Zillow’s Zestimate Is Frequently Wrong in Northern Virginia; Unhelpful to Buyers, Sellers & Renters


Zillow’s Inaccuracy Frustrates Consumers & Company CEO

So much so that Zillow has been accused of misleading and irresponsible home price estimates that have hurt both home buyers and sellers. Certain complaints have risen to the level of class-action lawsuits filed against Zillow in federal court. These court briefs outline that Zillow’s Zestimates are consistently inaccurate by anywhere from 6% to 50%. In fact, in 2017 Zillow’s CEO, Spencer Rascoff, sold his home in Seattle’s Madison Park neighborhood for $1.05 million – 40% below his own Zillow Zestimate of $1.75 million. A 40% delta is not an estimate miss, it’s an outright failure. Even worse, Seattle is the location of Zillow’s headquarters – a market where its algorithm was built and should be the most accurate.

Why is Zillow Zestimate so Inaccurate?

Zillow claims its Zestimate incorporates public and user-submitted data, taking into account home facts, location and market conditions. However, the tool was actually developed with less in mind about calculating accurate estimates of home value. Instead, it was more about teasing users to use the website to create hits. Zillow’s co-founder and executive chairman Rich Barton said, “We created Zestimate to be very provocative and personal and a little voyeuristic”. I’m a professional real estate agent who performs home value estimates every day. What are the problems with Zillow’s Zestimate from my perspective?

  1. Zestimate values are not hyper-local like all real estate values, nor does it factor home condition into its estimates. Zillow doesn’t physically tour and inspect the homes to estimate value like a Realtor or Appraiser.
  2. Zillow doesn’t know anything about your home’s updates and improvements, nor the condition of high-value areas like the kitchen, bathrooms and master bedroom. Zillow doesn’t know the home’s specific features, characteristics, finishes and how they may be valued against selling price comp to selling price comp.
  3. Zillow doesn’t know the specific sub-market and neighborhood where your home is located. They have no understanding of days on market and how many buyers and sellers there are in the home’s sub-market at any one time as calculated by absorption rate analysis. Zillow doesn’t know the level of market intensity and conviction in the current buying and selling activity.
  4. Zillow doesn’t analyze seasonal effects and how that impacts value at any one point during the year.
  5. Zillow doesn’t evaluate the incidence and amount of seller subsidies (concessions) in the particular sub-market, or how home condition might prevent or encourage the probability of a seller concession and impact value.
  6. Zillow’s Zestimate lacks seriousness and is tied to an unhelpful, large price range of 20%. This can produce price swings of $120,000 based on the average home’s selling price in Northern Virginia. That’s of no help to buyers and sellers who want to precisely pinpoint value.
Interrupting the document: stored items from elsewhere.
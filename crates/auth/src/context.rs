//! Authenticated actor context

use uuid::Uuid;

/// The verified caller of a request
#[derive(Debug, Clone, PartialEq, Eq)]
pub struct AuthContext {
    pub user_id: Uuid,
    pub email: Option<String>,
}

impl AuthContext {
    pub fn new(user_id: Uuid, email: Option<String>) -> Self {
        Self { user_id, email }
    }
}
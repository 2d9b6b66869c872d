//! Shared database types for SwapShop
//!
//! This module provides common database-related types used across domain repositories.

use crate::error::Error;
use thiserror::Error;

/// Database-specific error types
#[derive(Error, Debug)]
pub enum RepositoryError {
    #[error("Record already exists")]
    AlreadyExists,

    #[error("Database connection error: {0}")]
    Connection(#[from] sqlx::Error),
}

impl RepositoryError {
    /// Classify a raw sqlx error, pulling unique-constraint hits out as `AlreadyExists`
    pub fn from_insert(err: sqlx::Error) -> Self {
        match &err {
            sqlx::Error::Database(db_err) if db_err.is_unique_violation() => {
                RepositoryError::AlreadyExists
            }
            _ => RepositoryError::Connection(err),
        }
    }
}

impl From<RepositoryError> for Error {
    fn from(err: RepositoryError) -> Self {
        match err {
            RepositoryError::AlreadyExists => Error::Conflict("Record already exists".to_string()),
            RepositoryError::Connection(e) => Error::Database(e),
        }
    }
}
//! Conversation list and detail views. Read-only.

use swapshop_common::{Error, Result};
use uuid::Uuid;

use super::ConversationService;
use crate::domain::entities::Conversation;
use crate::domain::views::ConversationSummary;

impl ConversationService {
    /// Every conversation `user_id` takes part in, freshest first
    pub async fn list_conversations(&self, user_id: Uuid) -> Result<Vec<ConversationSummary>> {
        let conversations = self.store.list_conversations_for_user(user_id).await?;

        let mut summaries = Vec::with_capacity(conversations.len());
        for conversation in conversations {
            summaries.push(self.summarize(conversation, user_id).await?);
        }
        Ok(summaries)
    }

    /// One conversation as its participant `viewer_id` sees it in the list.
    /// Does not change read state.
    pub async fn get_conversation(
        &self,
        conversation_id: Uuid,
        viewer_id: Uuid,
    ) -> Result<ConversationSummary> {
        let conversation = self
            .store
            .find_conversation(conversation_id)
            .await?
            .ok_or_else(|| Error::NotFound("Conversation not found".to_string()))?;

        self.summarize(conversation, viewer_id).await
    }

    async fn summarize(
        &self,
        conversation: Conversation,
        viewer_id: Uuid,
    ) -> Result<ConversationSummary> {
        let role = conversation.ensure_participant(viewer_id)?;

        let other_user = match conversation.other_participant(viewer_id) {
            Some(other_id) => self
                .directory
                .find_user(other_id)
                .await?
                .map(|u| u.public()),
            None => None,
        };
        // A listing removed after the conversation began simply drops out
        let item = match conversation.item_id {
            Some(item_id) => self.directory.find_item(item_id).await?,
            None => None,
        };
        let latest_message = self.store.latest_message(conversation.id).await?;
        let unread_count = self.store.count_unread(conversation.id, viewer_id).await?;

        Ok(ConversationSummary {
            conversation,
            role,
            other_user,
            item,
            latest_message,
            unread_count,
        })
    }
}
Examples of Zillow’s Inaccuracy in the NoVa Market

I have first-hand experience with Zillow’s inaccuracy on a regular basis. Here are (3) recent examples in just the last few months.

  1. In May, I represented a seller in Centreville. Zillow’s Zestimate valued my seller’s home at $348,000 with a range of $315,000 to $370,000. We listed the home at $373,000 and it sold for $380,000. Zillow under-estimated the value of this home by $32,000.
  2. In July, I represented a family in search of a home to purchase in the WT Woodson High School pyramid of Annandale. My clients submitted an offer on a home, which they subsequently won seller acceptance and purchased. Zestimate valued the home at $795,000 with a range from $750,000 to $835,000. My buyer purchased the home for $742,500. Zillow over-estimated the value of this home by $52,500.
  3. As I now write this Blog article, I’m working with one of my multi-family apartment building owners. He owns an apartment building in North Arlington with (9) 1BR units. We are in the process of marketing one apartment for rent. Zestimate values the market rent of this apartment at $1,750/mo with a range of $1,500 to $2,200. However, fair market rent is $1,350. Even more evidence of Zillow’s inaccuracy, its algorithm has no market memory. We routinely rent apartments in this building. Zillow should be collecting and cataloging the data to strengthen its algorithm for future estimates. However, every time an apartment comes up for rent in my client’s building Zillow defaults to the same incorrect $1,750/mo over-estimating market value by 30%.

Conclusion: Ask an Experienced Realtor to Estimate Value

Zillow’s Zestimate of home value is frequently misleading and unhelpful to consumers. An experienced real estate agent with local knowledge who has surveyed the home and performed a Comparative Market Analysis (CMA) is best positioned to provide an accurate estimate of value. I use multiple valuation techniques and provide a high-quality written report showing you exactly how I arrived at the estimated value.